▶ [HOW TO COMPLETE THIS TASK]: Within the lines below, find those that hold the string "OutsideWindow" and copy each one.

--*--

//! World-to-screen projection and visibility culling.

use foundation::bounds::Aabb2;
use foundation::math::{Mat4, Vec2, Vec3, wrap_angle};

use crate::candidate::{Anchor, LayoutCandidate};
use crate::view::{ViewMode, ViewState};

/// Clip-space `w` at or below this is behind the camera.
const W_EPS: f64 = 1e-9;
/// Rotation reference segments are this fraction of the eye distance long.
const REACH_FRACTION: f64 = 1e-3;

/// Why a candidate is invisible this pass.
#[derive(Debug, Copy, Clone, PartialEq, Eq, Hash)]
pub enum Rejection {
    Disabled,
    OutsideWindow,
    OutOfRange,
    BackFacing,
    /// Anchor or projection is degenerate (non-finite, behind the camera).
    Degenerate,
    Offscreen,
}

impl Rejection {
    pub fn name(self) -> &'static str {
        match self {
            Rejection::Disabled => "disabled",
            Rejection::OutsideWindow => "outside_window",
            Rejection::OutOfRange => "out_of_range",
            Rejection::BackFacing => "back_facing",
            Rejection::Degenerate => "degenerate",
            Rejection::Offscreen => "offscreen",
        }
    }
}

/// A visible candidate's projected anchor.
#[derive(Debug, Copy, Clone, PartialEq)]
pub struct ScreenAnchor {
    pub screen_pos: Vec2,
    pub world_anchor: Vec3,
    /// Radians clockwise from screen up.
    pub rotation: f64,
    /// Index of the view offset that produced `screen_pos`.
    pub offset_index: usize,
}

pub struct Projector<'a> {
    view: &'a ViewState,
    bounds: Aabb2,
    camera_height: f64,
    transforms: Vec<Mat4>,
}

impl<'a> Projector<'a> {
    /// `margin_fraction` grows the screen on every side before culling.
    pub fn new(view: &'a ViewState, margin_fraction: f64) -> Self {
        let transforms = view
            .offsets()
            .iter()
            .map(|offset| view.view_proj.mul(offset))
            .collect();
        Self {
            view,
            bounds: view.screen_rect().expanded_by_fraction(margin_fraction),
            camera_height: view.camera_height(),
            transforms,
        }
    }

    /// Expanded screen rectangle used for culling and the overlap grid.
    pub fn bounds(&self) -> Aabb2 {
        self.bounds
    }

    /// Screen position of `p` through view offset `offset_index`.
    pub fn project(&self, p: Vec3, offset_index: usize) -> Option<Vec2> {
        let m = self.transforms.get(offset_index)?;
        let [x, y, _, w] = m.transform_point4(p);
        if !(w > W_EPS) || !x.is_finite() || !y.is_finite() || !w.is_finite() {
            return None;
        }
        let (nx, ny) = (x / w, y / w);
        let [sw, sh] = self.view.screen_size_px;
        let s = Vec2::new((nx * 0.5 + 0.5) * sw, (0.5 - ny * 0.5) * sh);
        s.is_finite().then_some(s)
    }

    /// Runs the visibility tests in order, then projects the anchor.
    pub fn evaluate(
        &self,
        candidate: &LayoutCandidate,
        enabled: bool,
    ) -> Result<ScreenAnchor, Rejection> {
        if !enabled {
            return Err(Rejection::Disabled);
        }
        if !candidate.enable_window.contains(self.view.time) {
            return Err(Rejection::OutsideWindow);
        }
        if !candidate.visible_range.contains(self.camera_height) {
            return Err(Rejection::OutOfRange);
        }
        let anchor = candidate
            .anchor
            .reference_point()
            .ok_or(Rejection::Degenerate)?;

        if let ViewMode::Globe(ellipsoid) = self.view.mode
            && let Some(normal) = ellipsoid.surface_normal(anchor)
            && normal.dot(self.view.eye - anchor) < 0.0
        {
            return Err(Rejection::BackFacing);
        }

        let mut projected_any = false;
        let mut hit = None;
        for index in 0..self.transforms.len() {
            if let Some(s) = self.project(anchor, index) {
                projected_any = true;
                if self.bounds.contains(s) {
                    hit = Some((index, s));
                    break;
                }
            }
        }
        let Some((offset_index, screen_pos)) = hit else {
            return Err(if projected_any {
                Rejection::Offscreen
            } else {
                Rejection::Degenerate
            });
        };

        let mut rotation = self.screen_rotation(candidate, anchor, screen_pos, offset_index);
        if candidate.keep_upright {
            rotation = keep_upright(rotation);
        }

        Ok(ScreenAnchor {
            screen_pos,
            world_anchor: anchor,
            rotation,
            offset_index,
        })
    }

    fn screen_rotation(
        &self,
        candidate: &LayoutCandidate,
        anchor: Vec3,
        screen_pos: Vec2,
        offset_index: usize,
    ) -> f64 {
        let reach = reach_length(self.view.eye, anchor);
        match &candidate.anchor {
            Anchor::Path(_) => {
                let Some(dir) = candidate.anchor.path_direction() else {
                    return candidate.rotation;
                };
                match self.screen_delta(anchor, dir, reach, screen_pos, offset_index) {
                    // Along-path text runs with the path, so measure from +x.
                    Some(d) => d.y.atan2(d.x),
                    None => candidate.rotation,
                }
            }
            Anchor::Point(_) => {
                if candidate.rotation == 0.0 {
                    return 0.0;
                }
                let Some((east, north)) = self.local_frame(anchor) else {
                    return candidate.rotation;
                };
                let (s, c) = candidate.rotation.sin_cos();
                let dir = north.scale(c) + east.scale(s);
                match self.screen_delta(anchor, dir, reach, screen_pos, offset_index) {
                    Some(d) => d.x.atan2(-d.y),
                    None => candidate.rotation,
                }
            }
        }
    }

    fn screen_delta(
        &self,
        anchor: Vec3,
        dir: Vec3,
        reach: f64,
        screen_pos: Vec2,
        offset_index: usize,
    ) -> Option<Vec2> {
        let tip = self.project(anchor + dir.scale(reach), offset_index)?;
        let d = tip - screen_pos;
        (d.length() > 1e-12).then_some(d)
    }

    /// Local (east, north) at `anchor`.
    fn local_frame(&self, anchor: Vec3) -> Option<(Vec3, Vec3)> {
        match self.view.mode {
            ViewMode::Flat => Some((Vec3::new(1.0, 0.0, 0.0), Vec3::new(0.0, 1.0, 0.0))),
            ViewMode::Globe(ellipsoid) => ellipsoid.east_north(anchor),
        }
    }
}

fn reach_length(eye: Vec3, anchor: Vec3) -> f64 {
    let d = (eye - anchor).length() * REACH_FRACTION;
    if d.is_finite() && d > 0.0 { d } else { REACH_FRACTION }
}

/// Flips angles pointing into the lower half-plane by half a turn.
pub fn keep_upright(rotation: f64) -> f64 {
    use std::f64::consts::{FRAC_PI_2, PI};
    let a = wrap_angle(rotation);
    if a > FRAC_PI_2 && a < 3.0 * FRAC_PI_2 {
        wrap_angle(a + PI)
    } else {
        a
    }
}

--*--

▶ [EXERCISE SOLUTION]:
    OutsideWindow,
            Rejection::OutsideWindow => "outside_window",
            return Err(Rejection::OutsideWindow);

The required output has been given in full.